DARKWATER – 2019 – Human

DARKWATER - 2019 - Human

01. A New Beginning
02. In Front of You
03. Alive (Part I)
04. Alive (Part II)
05. Reflection of a Mind
06. Insomnia
07. The Journey
08. Burdens
09. Turning Pages
10. Light of Dawn

Rok wydania: 2019
Wydawca: Ulterium Records
http://www.darkwater.se


Dziewięć lat! Aż tyle przyszło nam czekać na nowy album DARKWATER. Szwedzcy reprezentanci progresywnego metalu wystawili swoich fanów (sam zresztą uważam się za jednego z nich – śledzę ich poczynania od pierwszej płyty) na nie lada próbę. W tym czasie pewnie wiele osób zdążyło już stracić nadzieję czy „Where Strories End” z 2010 doczeka się jeszcze swojego następcy. Teraz kiedy oczekiwanie dobiegło końca, a nowa płyta stała się faktem, można powiedzieć już tylko jedno – opłaciło się, a czas wydawniczej abstynencji został sowicie i obficie wynagrodzony (ponad 76 minut genialnych dźwięków)!
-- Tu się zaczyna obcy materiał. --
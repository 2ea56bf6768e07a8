//! Router assembly.
//!
//! SYSTEM CONTEXT
//! ==============
//! The host only server-renders the Leptos app and serves its static assets.
//! All data lives behind the separate MediData API, which the browser calls
//! directly, so there are no API routes here.

#[cfg(test)]
#[path = "mod_test.rs"]
mod mod_test;

use std::path::PathBuf;

use axum::Router;
use axum::http::StatusCode;
use axum::routing::get;
use leptos::prelude::*;
use leptos_axum::{LeptosRoutes, generate_route_list};
use tower_http::compression::CompressionLayer;
use tower_http::services::ServeDir;
use tower_http::trace::TraceLayer;

/// Leptos SSR frontend plus `/pkg` assets and `/healthz`.
///
/// # Errors
///
/// Returns an error if the Leptos configuration cannot be loaded (missing or
/// malformed `Cargo.toml` `[package.metadata.leptos]` section).
pub fn leptos_app() -> Result<Router, String> {
    let conf = get_configuration(None).map_err(|e| format!("leptos configuration: {e}"))?;
    let leptos_options = conf.leptos_options;
    let routes = generate_route_list(client::app::App);

    let leptos_router = Router::new()
        .leptos_routes(&leptos_options, routes, {
            let opts = leptos_options.clone();
            move || client::app::shell(opts.clone())
        })
        .with_state(leptos_options.clone());

    let site_root_path = PathBuf::from(leptos_options.site_root.as_ref());

    Ok(base_routes()
        .merge(leptos_router)
        .nest_service("/pkg", ServeDir::new(site_root_path.join("pkg")))
        .layer(CompressionLayer::new())
        .layer(TraceLayer::new_for_http()))
}

fn base_routes() -> Router {
    Router::new().route("/healthz", get(healthz))
}

async fn healthz() -> StatusCode {
    StatusCode::OK
}
//! # client
//!
//! Leptos + WASM frontend for MediData, a healthcare provider matching
//! service. Pages talk to the MediData HTTP API directly from the browser;
//! the session (bearer token plus cached profile) lives in local storage.
//!
//! The structured core is `session` (persisted store, same-tab broadcast,
//! cross-tab bridge) and `guard` (render-or-redirect decisions). Everything
//! else is page plumbing over `net`.

pub mod app;
pub mod components;
pub mod config;
pub mod guard;
pub mod net;
pub mod pages;
pub mod session;
pub mod state;

#[cfg(feature = "hydrate")]
#[wasm_bindgen::prelude::wasm_bindgen]
pub fn hydrate() {
    console_error_panic_hook::set_once();
    let _ = console_log::init_with_level(log::Level::Debug);
    leptos::mount::hydrate_body(app::App);
}
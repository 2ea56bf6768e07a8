//! HTTP access to the MediData API.
//!
//! SYSTEM CONTEXT
//! ==============
//! `http` owns URL building, bearer headers and error decoding; the resource
//! modules (`auth`, `requests`, `providers`, `profile`, `favorites`, `chat`)
//! expose one async function per endpoint. `types` holds the wire schema.

pub mod auth;
pub mod chat;
pub mod favorites;
pub mod http;
pub mod profile;
pub mod providers;
pub mod requests;
pub mod types;

pub use http::ApiError;
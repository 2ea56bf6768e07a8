//! Login page: email + password, with a resend-verification affordance for
//! unconfirmed accounts.

#[cfg(test)]
#[path = "login_test.rs"]
mod login_test;

use leptos::prelude::*;
use leptos_router::components::A;
use leptos_router::hooks::use_navigate;

use crate::components::route_guard::redirect_options;
use crate::guard::DASHBOARD_PATH;
use crate::net::auth::{AuthFailure, AuthFailureKind};
use crate::session::SessionService;
use crate::state::submit::InFlight;

/// Trimmed email and raw password, or the first problem with them.
///
/// # Errors
///
/// Returns a user-facing message for a missing or malformed field.
pub fn validate_credentials(email: &str, password: &str) -> Result<(String, String), &'static str> {
    let email = email.trim();
    if email.is_empty() || password.is_empty() {
        return Err("Enter your email and password.");
    }
    if !looks_like_email(email) {
        return Err("Enter a valid email address.");
    }
    Ok((email.to_owned(), password.to_owned()))
}

/// Cheap shape check; the API does real validation.
pub fn looks_like_email(email: &str) -> bool {
    email
        .split_once('@')
        .is_some_and(|(local, domain)| !local.is_empty() && domain.contains('.') && !domain.ends_with('.'))
}

#[component]
pub fn LoginPage() -> impl IntoView {
    let service = expect_context::<SessionService>();
    let navigate = use_navigate();

    let email = RwSignal::new(String::new());
    let password = RwSignal::new(String::new());
    let failure = RwSignal::new(None::<AuthFailure>);
    let info = RwSignal::new(None::<String>);
    let busy = RwSignal::new(false);
    let resending = RwSignal::new(false);

    let on_submit = move |ev: leptos::ev::SubmitEvent| {
        ev.prevent_default();
        let (email_value, password_value) = match validate_credentials(&email.get(), &password.get()) {
            Ok(values) => values,
            Err(reason) => {
                failure.set(Some(AuthFailure {
                    kind: AuthFailureKind::Rejected,
                    message: reason.to_owned(),
                }));
                return;
            }
        };
        let Some(guard) = InFlight::begin(busy) else {
            return;
        };
        failure.set(None);
        info.set(None);

        let service = service.clone();
        let navigate = navigate.clone();
        leptos::task::spawn_local(async move {
            let _guard = guard;
            match crate::net::auth::login(&email_value, &password_value).await {
                Ok(resp) if resp.access_token.is_empty() => {
                    let _ = info.try_set(Some("Check your email to verify your address, then log in.".to_owned()));
                }
                Ok(resp) => match service.sign_in(&resp.access_token, &resp.user) {
                    Ok(()) => navigate(DASHBOARD_PATH, redirect_options()),
                    Err(e) => {
                        let _ = info.try_set(Some(format!("Could not save your session: {e}")));
                    }
                },
                Err(e) => {
                    let _ = failure.try_set(Some(e));
                }
            }
        });
    };

    let on_resend = move |_| {
        let email_value = email.get().trim().to_owned();
        if !looks_like_email(&email_value) {
            info.set(Some("Enter your email address first.".to_owned()));
            return;
        }
        let Some(guard) = InFlight::begin(resending) else {
            return;
        };
        leptos::task::spawn_local(async move {
            let _guard = guard;
            let message = match crate::net::auth::resend_verification(&email_value).await {
                Ok(message) if !message.is_empty() => message,
                Ok(_) => "Verification email sent.".to_owned(),
                Err(e) => e.message(),
            };
            let _ = info.try_set(Some(message));
        });
    };

    let offers_resend = move || failure.with(|f| f.as_ref().is_some_and(AuthFailure::offers_resend));

    view! {
        <div class="auth-page">
            <form class="auth-form" on:submit=on_submit>
                <h1>"Log in"</h1>
                <input
                    type="email"
                    placeholder="you@example.com"
                    autocomplete="email"
                    prop:value=move || email.get()
                    on:input=move |ev| email.set(event_target_value(&ev))
                />
                <input
                    type="password"
                    placeholder="Password"
                    autocomplete="current-password"
                    prop:value=move || password.get()
                    on:input=move |ev| password.set(event_target_value(&ev))
                />
                <button class="btn btn--primary" type="submit" disabled=move || busy.get()>
                    {move || if busy.get() { "Logging in..." } else { "Log in" }}
                </button>
                {move || failure.get().map(|f| view! { <p class="form-error">{f.message}</p> })}
                <button
                    class="btn auth-form__resend"
                    type="button"
                    hidden=move || !offers_resend()
                    disabled=move || resending.get()
                    on:click=on_resend
                >
                    "Resend verification email"
                </button>
                {move || info.get().map(|m| view! { <p class="form-info">{m}</p> })}
                <p class="auth-form__links">
                    <A href="/forgot-password">"Forgot password?"</A>
                    " "
                    <A href="/register">"Create an account"</A>
                </p>
            </form>
        </div>
    }
}
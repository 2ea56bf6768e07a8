use super::*;

fn request(id: &str, status: RequestStatus, created_at: &str) -> RequestItem {
    RequestItem {
        id: id.to_owned(),
        status,
        created_at: created_at.to_owned(),
        ..RequestItem::default()
    }
}

#[test]
fn summary_counts_each_status() {
    let requests = vec![
        request("1", RequestStatus::Pending, "2024-05-01T10:00:00"),
        request("2", RequestStatus::Approved, "2024-05-02T10:00:00"),
        request("3", RequestStatus::Pending, "2024-05-03T10:00:00"),
    ];
    let summary = RequestSummary::from_requests(&requests);
    assert_eq!(summary, RequestSummary { pending: 2, approved: 1, rejected: 0 });
    assert_eq!(summary.total(), 3);
}

#[test]
fn summary_of_nothing_is_zero() {
    assert_eq!(RequestSummary::from_requests(&[]).total(), 0);
}

#[test]
fn recent_requests_are_newest_first_and_limited() {
    let requests = vec![
        request("old", RequestStatus::Pending, "2024-01-01T00:00:00"),
        request("new", RequestStatus::Pending, "2024-03-01T00:00:00"),
        request("mid", RequestStatus::Rejected, "2024-02-01T00:00:00"),
    ];
    let ids: Vec<String> = recent_requests(&requests, 2).into_iter().map(|r| r.id).collect();
    assert_eq!(ids, ["new", "mid"]);
}
//! Session and profile records as persisted in browser storage.
//!
//! DESIGN
//! ======
//! `Profile` mirrors the `user` object returned by the auth endpoints and is
//! stored verbatim; unknown keys are carried in `extra` so a write/read cycle
//! never drops server data.

#[cfg(test)]
#[path = "model_test.rs"]
mod model_test;

use std::fmt;
use std::str::FromStr;

use serde::{Deserialize, Serialize};

/// Account role carried in profile metadata.
#[derive(Clone, Copy, Debug, PartialEq, Eq, Hash)]
pub enum Role {
    Patient,
    Provider,
}

impl Role {
    /// Wire value used by the API.
    pub fn as_str(self) -> &'static str {
        match self {
            Self::Patient => "patient",
            Self::Provider => "provider",
        }
    }
}

impl fmt::Display for Role {
    fn fmt(&self, f: &mut fmt::Formatter<'_>) -> fmt::Result {
        f.write_str(self.as_str())
    }
}

impl FromStr for Role {
    type Err = String;

    fn from_str(s: &str) -> Result<Self, Self::Err> {
        match s.trim().to_ascii_lowercase().as_str() {
            "patient" => Ok(Self::Patient),
            "provider" => Ok(Self::Provider),
            other => Err(format!("unknown role: {other}")),
        }
    }
}

/// Display-name and role fields kept under `user_metadata`.
#[derive(Clone, Debug, Default, PartialEq, Serialize, Deserialize)]
pub struct ProfileMetadata {
    #[serde(default, skip_serializing_if = "Option::is_none")]
    pub first_name: Option<String>,
    #[serde(default, skip_serializing_if = "Option::is_none")]
    pub last_name: Option<String>,
    #[serde(default, skip_serializing_if = "Option::is_none")]
    pub full_name: Option<String>,
    #[serde(default, skip_serializing_if = "Option::is_none")]
    pub role: Option<String>,
    #[serde(flatten)]
    pub extra: serde_json::Map<String, serde_json::Value>,
}

/// The user record returned by `/api/auth/login` and `/api/auth/register`.
#[derive(Clone, Debug, Default, PartialEq, Serialize, Deserialize)]
pub struct Profile {
    #[serde(default)]
    pub id: String,
    #[serde(default, skip_serializing_if = "Option::is_none")]
    pub email: Option<String>,
    #[serde(default)]
    pub user_metadata: ProfileMetadata,
    #[serde(flatten)]
    pub extra: serde_json::Map<String, serde_json::Value>,
}

impl Profile {
    /// Parsed role, or `None` when absent or unrecognized.
    pub fn role(&self) -> Option<Role> {
        self.user_metadata.role.as_deref().and_then(|r| r.parse().ok())
    }
}

/// Snapshot of the persisted session.
///
/// A missing token means logged out, whatever `profile` holds.
#[derive(Clone, Debug, Default, PartialEq)]
pub struct Session {
    pub token: Option<String>,
    pub profile: Option<Profile>,
}

impl Session {
    pub fn is_authenticated(&self) -> bool {
        self.token.is_some()
    }

    /// Role of the signed-in user, if any.
    pub fn role(&self) -> Option<Role> {
        if !self.is_authenticated() {
            return None;
        }
        self.profile.as_ref().and_then(Profile::role)
    }
}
Wydany na początku marca „Human” (nie jest to oczywiście realizacja w hołdzie kultowego wydawnictwa DEATH) jest albumem niebanalnym, zawierającym muzykę wysokich lotów. To płyta dopracowana i dopieszczona pod każdym względem. Ukazała się w formie regularnej, w zwykłym plastikowym pudełku, co wcale nie oznacza, jakoby sfera graficzna została tu w jakikolwiek sposób zbagatelizowana – nic z tych rzeczy! Wszak wystarczy rzucić okiem na baśniowo wyglądającą okładkę, by zdać sobie sprawę, że kwestie wizualne nie pozostają tu bez znaczenia. Na jej głównym planie można zobaczyć tajemniczą postać (prawdopodobnie niewiastę) w kosmicznie wykreowanym otoczeniu. Ta zmierza w bliżej nieokreślonym kierunku, którego azymut stanowi planeta (wygląda niczym Ziemia). Obraz nie tylko cieszy oko, ale również buduje tajemniczą atmosferę, wzbudzając przy tym ogólną ciekawość. Integruje się także z samym tytułem płyty, wprawnie wprowadzając słuchacza w ogólny klimat wydawnictwa, a zwłaszcza jego liryczną część (o tym za chwilę). Podobne wrażenie robią pozostałe grafiki umieszczone we wnętrzu dołączonej książeczki (prosta, jednocześnie ciekawa forma wykonania), gdzie dodatkowo wkomponowano dwie fotografie całego zespołu (kolejne znajduje się na rewersie opakowania). Wracając jednak do warstwy lirycznej – na najnowszym krążku DARKWATER krąży zasadniczo wokół jednego tematu. Nie jest to jednak album o charakterze konceptualnym, chociaż teksty zostały w całości poświęcone człowiekowi (co deklaruje już sam tytuł). Porusza się w nich zagadnienia związane z egzystencją jednostki ludzkiej, zjawiskami społecznymi, codziennymi zmaganiami, słabościami oraz trudnościami jakie człowiek napotyka w trakcie swojego życia. Teksty w tym przypadku odgrywają ważną rolę, stanowiąc dla słuchacza swoisty zapalnik do filozoficzno – mentalnej kontemplacji.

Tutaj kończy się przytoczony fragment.